With these through holes 20 c, conductive members 21, each of which provides electrical continuity between input surface 20 a and output surface 20 b, are provided as members formed on the inner walls of through holes 20 c. Specifically, as shown in FIG. 4A and FIG. 4B, a conducting portion 21 c is formed at the inner wall of the interior of each through hole 20 c that includes tapered parts 20 d and 20 e. Also, an input portion 21 a, which is continuous with conducting portion 21 c, is formed on input surface 20 a at an outer peripheral portion of tapered part 20 d. Furthermore, an output portion 21 b, which is continuous with conducting portion 21 c, is formed on output surface 20 b at an outer peripheral portion of tapered part 20 e. Each conductive member 21, which is to serve as a conduction path of wiring substrate 20, is arranged by conducting portion 21 c, input portion 21 a, and output portion 21 b. As shown in FIG. 3A, input portions 21 a of conductive members 21 are disposed on input surface 20 a of wiring substrate 20 at positions corresponding to bump electrodes 17 on output surface 15 b of PD array 15. Here, bump electrodes 17 of PD array 15 are formed to correspond to through holes 20 c and conductive members 21 of wiring substrate 20 and input portions 21 a are arranged as electrode pads to which bump electrodes 17 are connected.
Each bump electrode 17 is connected to the corresponding conductive member 21 of wiring substrate 20 in a manner such that a portion of bump electrode 17 enters into the interior of through hole 20 c in which conductive member 21 is disposed. Photodiodes 16, which output the detected signals at PD array 15, are thus electrically connected via bump electrodes 17 to conductive members 21, which are the conduction paths of wiring substrate 20 that transmit the detected signals.
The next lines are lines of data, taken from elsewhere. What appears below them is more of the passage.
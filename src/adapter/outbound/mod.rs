//! Outbound adapters (driven side).

pub mod csv;
pub mod file;
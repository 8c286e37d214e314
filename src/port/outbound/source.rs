//! Price data source port.

use crate::domain::{DataQualityReport, PriceRecord};
use crate::error::Result;

/// Records read from a source, with their positions in the source document.
///
/// Elements the source could not even deserialize are already counted in
/// `report`; positions of both kinds share one index space.
#[derive(Debug, Clone, Default)]
pub struct SourceBatch {
    pub entries: Vec<(usize, PriceRecord)>,
    pub report: DataQualityReport,
}

impl SourceBatch {
    /// Batch with every record in order and nothing rejected.
    #[must_use]
    pub fn from_records(records: Vec<PriceRecord>) -> Self {
        Self {
            entries: records.into_iter().enumerate().collect(),
            report: DataQualityReport::new(),
        }
    }

    /// Elements in the source document, accepted or not.
    #[must_use]
    pub fn records_seen(&self) -> usize {
        self.entries.len() + self.report.total_dropped()
    }

    pub fn records(&self) -> impl Iterator<Item = &PriceRecord> {
        self.entries.iter().map(|(_, record)| record)
    }

    #[must_use]
    pub fn is_empty(&self) -> bool {
        self.entries.is_empty()
    }
}

/// Supplies price records.
///
/// Implementations reject structurally invalid input (a document that is
/// not a collection of records) as an error, and isolate per-element
/// problems in [`SourceBatch::report`].
pub trait PriceSource: Send + Sync {
    /// Short description for logs, e.g. the file path.
    fn describe(&self) -> String;

    /// Load all records.
    fn load(&self) -> Result<SourceBatch>;
}
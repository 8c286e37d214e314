//! Confidence and risk classification.
//!
//! Each opportunity is scored on its own from the cheapest offer's
//! availability, the provider's reliability prior and how many offers back
//! the market. The result never depends on classification order.

use serde::Deserialize;

use crate::domain::{ArbitrageOpportunity, ConfidenceAssessment, ReliabilityPriors, RiskTier};

/// Reliability needed for a low-risk tier.
pub const LOW_RISK_RELIABILITY: f64 = 0.95;
/// Availability needed for a low-risk tier.
pub const LOW_RISK_AVAILABILITY: f64 = 0.90;
/// Reliability needed for a medium-risk tier.
pub const MEDIUM_RISK_RELIABILITY: f64 = 0.70;
/// Availability needed for a medium-risk tier.
pub const MEDIUM_RISK_AVAILABILITY: f64 = 0.60;

/// Weights of the confidence blend.
#[derive(Debug, Clone, Copy, PartialEq, Deserialize)]
pub struct ConfidenceWeights {
    /// Weight of the cheapest offer's availability
    #[serde(default = "default_availability_weight")]
    pub availability: f64,

    /// Weight of the provider's reliability prior
    #[serde(default = "default_reliability_weight")]
    pub reliability: f64,

    /// Weight of the market-density term
    #[serde(default = "default_density_weight")]
    pub density: f64,

    /// Offer count at which the density term saturates
    #[serde(default = "default_density_saturation")]
    pub density_saturation: f64,
}

const fn default_availability_weight() -> f64 {
    0.4
}

const fn default_reliability_weight() -> f64 {
    0.4
}

const fn default_density_weight() -> f64 {
    0.2
}

const fn default_density_saturation() -> f64 {
    6.0
}

impl Default for ConfidenceWeights {
    fn default() -> Self {
        Self {
            availability: default_availability_weight(),
            reliability: default_reliability_weight(),
            density: default_density_weight(),
            density_saturation: default_density_saturation(),
        }
    }
}

impl ConfidenceWeights {
    /// Sum of the three blend weights.
    #[must_use]
    pub fn total(&self) -> f64 {
        self.availability + self.reliability + self.density
    }

    /// Market-density term in `[0, 1]`.
    #[must_use]
    pub fn density_term(&self, providers_offering: usize) -> f64 {
        if self.density_saturation <= 0.0 {
            return 1.0;
        }
        (providers_offering as f64 / self.density_saturation).min(1.0)
    }
}

/// Blend availability, reliability and market density into a score in `[0, 1]`.
#[must_use]
pub fn confidence(
    weights: &ConfidenceWeights,
    availability: f64,
    reliability: f64,
    providers_offering: usize,
) -> f64 {
    let score = weights.availability * availability
        + weights.reliability * reliability
        + weights.density * weights.density_term(providers_offering);
    score.clamp(0.0, 1.0)
}

/// Map reliability and availability onto a risk tier.
#[must_use]
pub fn risk_tier(reliability: f64, availability: f64) -> RiskTier {
    if reliability >= LOW_RISK_RELIABILITY && availability >= LOW_RISK_AVAILABILITY {
        RiskTier::Low
    } else if reliability >= MEDIUM_RISK_RELIABILITY && availability >= MEDIUM_RISK_AVAILABILITY {
        RiskTier::Medium
    } else {
        RiskTier::High
    }
}

/// Assigns a confidence score and risk tier to opportunities.
#[derive(Debug, Clone, Default)]
pub struct RiskClassifier {
    priors: ReliabilityPriors,
    weights: ConfidenceWeights,
}

impl RiskClassifier {
    #[must_use]
    pub fn new(priors: ReliabilityPriors, weights: ConfidenceWeights) -> Self {
        Self { priors, weights }
    }

    #[must_use]
    pub fn priors(&self) -> &ReliabilityPriors {
        &self.priors
    }

    #[must_use]
    pub fn weights(&self) -> &ConfidenceWeights {
        &self.weights
    }

    /// Classify the recommended (cheapest) side of an opportunity.
    #[must_use]
    pub fn classify(&self, opportunity: &ArbitrageOpportunity) -> ConfidenceAssessment {
        let cheapest = opportunity.cheapest();
        let reliability = self.priors.prior_for(cheapest.provider());
        self.assess(
            cheapest.availability(),
            reliability,
            opportunity.providers_offering(),
        )
    }

    /// Classify from raw inputs.
    #[must_use]
    pub fn assess(
        &self,
        availability: f64,
        reliability: f64,
        providers_offering: usize,
    ) -> ConfidenceAssessment {
        ConfidenceAssessment::new(
            confidence(&self.weights, availability, reliability, providers_offering),
            risk_tier(reliability, availability),
            reliability,
        )
    }
}
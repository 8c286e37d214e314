//! Raw price records as supplied by a data source.

use chrono::{DateTime, Utc};
use serde::{Deserialize, Serialize};

use super::error::RecordError;
use super::id::{ModelId, ProviderId};
use super::money::{Price, MAX_PRICE_PER_HOUR};

/// One provider's hourly rental offer for a GPU model in a region.
///
/// Immutable once read; normalization produces a new value rather than
/// editing this one.
#[derive(Debug, Clone, PartialEq, Serialize, Deserialize)]
pub struct PriceRecord {
    /// Provider offering the instance.
    pub provider: ProviderId,
    /// GPU model name as the provider spells it.
    pub gpu_model: ModelId,
    /// Provider region or zone.
    #[serde(default)]
    pub region: String,
    /// Hourly price in USD.
    pub price_per_hour: Price,
    /// Fraction of time the offer is actually obtainable (0.0 to 1.0).
    pub availability: f64,
    /// When the data source observed the price, if it says.
    #[serde(default, skip_serializing_if = "Option::is_none")]
    pub timestamp: Option<DateTime<Utc>>,
}

impl PriceRecord {
    /// Create a record without a timestamp.
    pub fn new(
        provider: impl Into<ProviderId>,
        gpu_model: impl Into<ModelId>,
        region: impl Into<String>,
        price_per_hour: Price,
        availability: f64,
    ) -> Self {
        Self {
            provider: provider.into(),
            gpu_model: gpu_model.into(),
            region: region.into(),
            price_per_hour,
            availability,
            timestamp: None,
        }
    }

    /// Attach an observation timestamp.
    #[must_use]
    pub fn with_timestamp(mut self, timestamp: DateTime<Utc>) -> Self {
        self.timestamp = Some(timestamp);
        self
    }

    /// Check the record-level rules that do not need the spec table.
    ///
    /// # Errors
    ///
    /// Returns [`RecordError::InvalidPriceRecord`] when the provider or model
    /// is blank, the price is not positive or above [`MAX_PRICE_PER_HOUR`], or
    /// availability is outside `[0, 1]`.
    pub fn validate(&self) -> Result<(), RecordError> {
        if self.provider.as_str().trim().is_empty() {
            return Err(RecordError::invalid("provider is empty"));
        }
        if self.gpu_model.as_str().trim().is_empty() {
            return Err(RecordError::invalid(format!(
                "gpu_model is empty for provider {}",
                self.provider
            )));
        }
        if self.price_per_hour <= Price::ZERO {
            return Err(RecordError::invalid(format!(
                "price_per_hour must be positive, got {} for {} {}",
                self.price_per_hour, self.provider, self.gpu_model
            )));
        }
        if self.price_per_hour > MAX_PRICE_PER_HOUR {
            return Err(RecordError::invalid(format!(
                "price_per_hour exceeds {MAX_PRICE_PER_HOUR}, got {} for {} {}",
                self.price_per_hour, self.provider, self.gpu_model
            )));
        }
        if !(0.0..=1.0).contains(&self.availability) {
            return Err(RecordError::invalid(format!(
                "availability must be within [0, 1], got {} for {} {}",
                self.availability, self.provider, self.gpu_model
            )));
        }
        Ok(())
    }
}
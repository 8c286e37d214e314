//! Driving adapters.

pub mod cli;
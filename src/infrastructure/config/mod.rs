//! Infrastructure configuration modules.

pub mod logging;
pub mod settings;
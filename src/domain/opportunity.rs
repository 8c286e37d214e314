//! Arbitrage opportunity type with builder pattern.
//!
//! This module provides the `ArbitrageOpportunity` struct representing a
//! price spread for one GPU model, along with `OpportunityBuilder` for safe
//! construction. The builder derives every monetary figure from the two
//! endpoint prices so callers cannot hand in inconsistent numbers.

use std::fmt;

use rust_decimal::Decimal;
use rust_decimal_macros::dec;

use super::id::ModelId;
use super::money::{Price, HOURS_PER_MONTH, HOURS_PER_YEAR};
use super::normalized::NormalizedPrice;

/// Error returned when building an ArbitrageOpportunity fails.
#[derive(Debug, Clone, PartialEq, Eq)]
pub enum OpportunityBuildError {
    /// Cheapest offer is required but was not provided.
    MissingCheapest,
    /// Most expensive offer is required but was not provided.
    MissingMostExpensive,
    /// The two offers describe different GPU models.
    ModelMismatch,
    /// The "cheapest" offer costs more than the "most expensive" one.
    InvertedSpread,
    /// The most expensive price is zero, so no percentage exists.
    NonPositivePrice,
    /// A derived figure does not fit in a `Decimal`.
    Overflow,
}

impl fmt::Display for OpportunityBuildError {
    fn fmt(&self, f: &mut fmt::Formatter<'_>) -> fmt::Result {
        match self {
            Self::MissingCheapest => write!(f, "cheapest offer is required"),
            Self::MissingMostExpensive => write!(f, "most expensive offer is required"),
            Self::ModelMismatch => write!(f, "offers must be for the same GPU model"),
            Self::InvertedSpread => write!(f, "cheapest price exceeds most expensive price"),
            Self::NonPositivePrice => write!(f, "most expensive price must be positive"),
            Self::Overflow => write!(f, "savings figures overflow"),
        }
    }
}

impl std::error::Error for OpportunityBuildError {}

/// A detected price spread for one GPU model.
///
/// Use `ArbitrageOpportunity::builder()` to construct instances.
/// The builder calculates derived fields (price difference, percentage
/// savings, annual and monthly savings) automatically.
#[derive(Debug, Clone, PartialEq)]
pub struct ArbitrageOpportunity {
    gpu_model: ModelId,
    cheapest: NormalizedPrice,
    most_expensive: NormalizedPrice,
    providers_offering: usize,
    distinct_providers: usize,
    price_difference_per_hour: Price,
    percentage_savings: Decimal,
    annual_savings_usd: Price,
    monthly_savings_usd: Price,
}

impl ArbitrageOpportunity {
    /// Create a new builder for constructing an ArbitrageOpportunity.
    pub fn builder() -> OpportunityBuilder {
        OpportunityBuilder::new()
    }

    /// Get the canonical GPU model.
    pub fn gpu_model(&self) -> &ModelId {
        &self.gpu_model
    }

    /// Get the lowest-priced offer.
    pub fn cheapest(&self) -> &NormalizedPrice {
        &self.cheapest
    }

    /// Get the highest-priced offer.
    pub fn most_expensive(&self) -> &NormalizedPrice {
        &self.most_expensive
    }

    /// Number of records in the model's partition.
    pub fn providers_offering(&self) -> usize {
        self.providers_offering
    }

    /// Number of distinct provider names in the model's partition.
    pub fn distinct_providers(&self) -> usize {
        self.distinct_providers
    }

    /// Get the hourly spread (most expensive - cheapest).
    pub fn price_difference_per_hour(&self) -> Price {
        self.price_difference_per_hour
    }

    /// Get the spread as a percentage of the most expensive price, in `[0, 100)`.
    pub fn percentage_savings(&self) -> Decimal {
        self.percentage_savings
    }

    /// Get the spread over a year of continuous use (x 8760 hours).
    pub fn annual_savings_usd(&self) -> Price {
        self.annual_savings_usd
    }

    /// Get the spread over an average month of continuous use (x 730 hours).
    pub fn monthly_savings_usd(&self) -> Price {
        self.monthly_savings_usd
    }
}

/// Builder for constructing `ArbitrageOpportunity` instances.
///
/// # Example
///
/// ```ignore
/// let opportunity = ArbitrageOpportunity::builder()
///     .cheapest(lambda)
///     .most_expensive(aws)
///     .providers_offering(2)
///     .build()?;
/// ```
#[derive(Debug, Default)]
pub struct OpportunityBuilder {
    cheapest: Option<NormalizedPrice>,
    most_expensive: Option<NormalizedPrice>,
    providers_offering: Option<usize>,
    distinct_providers: Option<usize>,
}

impl OpportunityBuilder {
    /// Create a new empty builder.
    pub fn new() -> Self {
        Self::default()
    }

    /// Set the cheapest offer.
    pub fn cheapest(mut self, offer: NormalizedPrice) -> Self {
        self.cheapest = Some(offer);
        self
    }

    /// Set the most expensive offer.
    pub fn most_expensive(mut self, offer: NormalizedPrice) -> Self {
        self.most_expensive = Some(offer);
        self
    }

    /// Set the partition size. Defaults to 2 (the two endpoints).
    pub fn providers_offering(mut self, count: usize) -> Self {
        self.providers_offering = Some(count);
        self
    }

    /// Set the distinct provider count. Defaults to `providers_offering`.
    pub fn distinct_providers(mut self, count: usize) -> Self {
        self.distinct_providers = Some(count);
        self
    }

    /// Build the ArbitrageOpportunity, calculating derived fields.
    ///
    /// # Errors
    ///
    /// Returns `OpportunityBuildError` if an endpoint is missing, the
    /// endpoints disagree on the model, the spread is inverted, or a savings
    /// figure overflows.
    pub fn build(self) -> Result<ArbitrageOpportunity, OpportunityBuildError> {
        let cheapest = self.cheapest.ok_or(OpportunityBuildError::MissingCheapest)?;
        let most_expensive = self
            .most_expensive
            .ok_or(OpportunityBuildError::MissingMostExpensive)?;

        if cheapest.gpu_model() != most_expensive.gpu_model() {
            return Err(OpportunityBuildError::ModelMismatch);
        }
        if most_expensive.price_per_hour() <= Decimal::ZERO {
            return Err(OpportunityBuildError::NonPositivePrice);
        }
        if cheapest.price_per_hour() > most_expensive.price_per_hour() {
            return Err(OpportunityBuildError::InvertedSpread);
        }

        let providers_offering = self.providers_offering.unwrap_or(2);
        let distinct_providers = self.distinct_providers.unwrap_or(providers_offering);

        // Calculate derived fields
        let price_difference_per_hour = most_expensive.price_per_hour() - cheapest.price_per_hour();
        let percentage_savings = price_difference_per_hour
            .checked_div(most_expensive.price_per_hour())
            .and_then(|ratio| ratio.checked_mul(dec!(100)))
            .ok_or(OpportunityBuildError::Overflow)?;
        let annual_savings_usd = price_difference_per_hour
            .checked_mul(HOURS_PER_YEAR)
            .ok_or(OpportunityBuildError::Overflow)?;
        let monthly_savings_usd = price_difference_per_hour
            .checked_mul(HOURS_PER_MONTH)
            .ok_or(OpportunityBuildError::Overflow)?;

        Ok(ArbitrageOpportunity {
            gpu_model: cheapest.gpu_model().clone(),
            cheapest,
            most_expensive,
            providers_offering,
            distinct_providers,
            price_difference_per_hour,
            percentage_savings,
            annual_savings_usd,
            monthly_savings_usd,
        })
    }
}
With semiconductor device 5, illustrated in FIG. 1 to FIGS. 4A and 4B, a glass substrate, having conductive members 21, serving as conductive paths, provided in through holes 20 c that extend from input surface 20 a to output surface 20 b and are formed to shapes having tapered parts 20 d and 20 e, is used as wiring substrate 20 that connects PD array 15, which is a semiconductor element array. Photodiodes 16 of PD array 15, which are the semiconductor elements, and the corresponding conductive members 21 of wiring substrate 20 are connected upon making bump electrodes 17 of PD array 15 correspond to through holes 20 c and conductive members 21. Bump electrodes 17 and conductive members 21 can thus be connected satisfactorily.
Also with the radiation detector to which semiconductor device 5 is applied, wiring substrate 20, which comprises semiconductor device 5 along with PD array 15 that is included in radiation detecting section 1, is used as wiring substrate section 2 that electrically connects radiation detecting section 1 and signal processing section 3 and transmits the detected signal. With such an arrangement, since photodiodes 16 of PD array 15 and conductive members 21 of wiring substrate 20 are connected satisfactorily, a radiation detector, with which the transmission of the detected signals from radiation detecting section 1 to signal processing section 3 and the processing of the detected signals at signal processing section 3 can be performed securely, is realized.
In applying such a semiconductor device, comprising a semiconductor element and a wiring substrate, to a radiation detector, a substrate, formed of a predetermined glass material having a radiation shielding function, is preferably used as the glass substrate used in wiring substrate 20. The transmission of radiation from radiation detecting section 1, positioned at the upper surface 20 a side of wiring substrate 20, to signal processing section 3, positioned at the lower surface 20 b side, can thereby be restrained.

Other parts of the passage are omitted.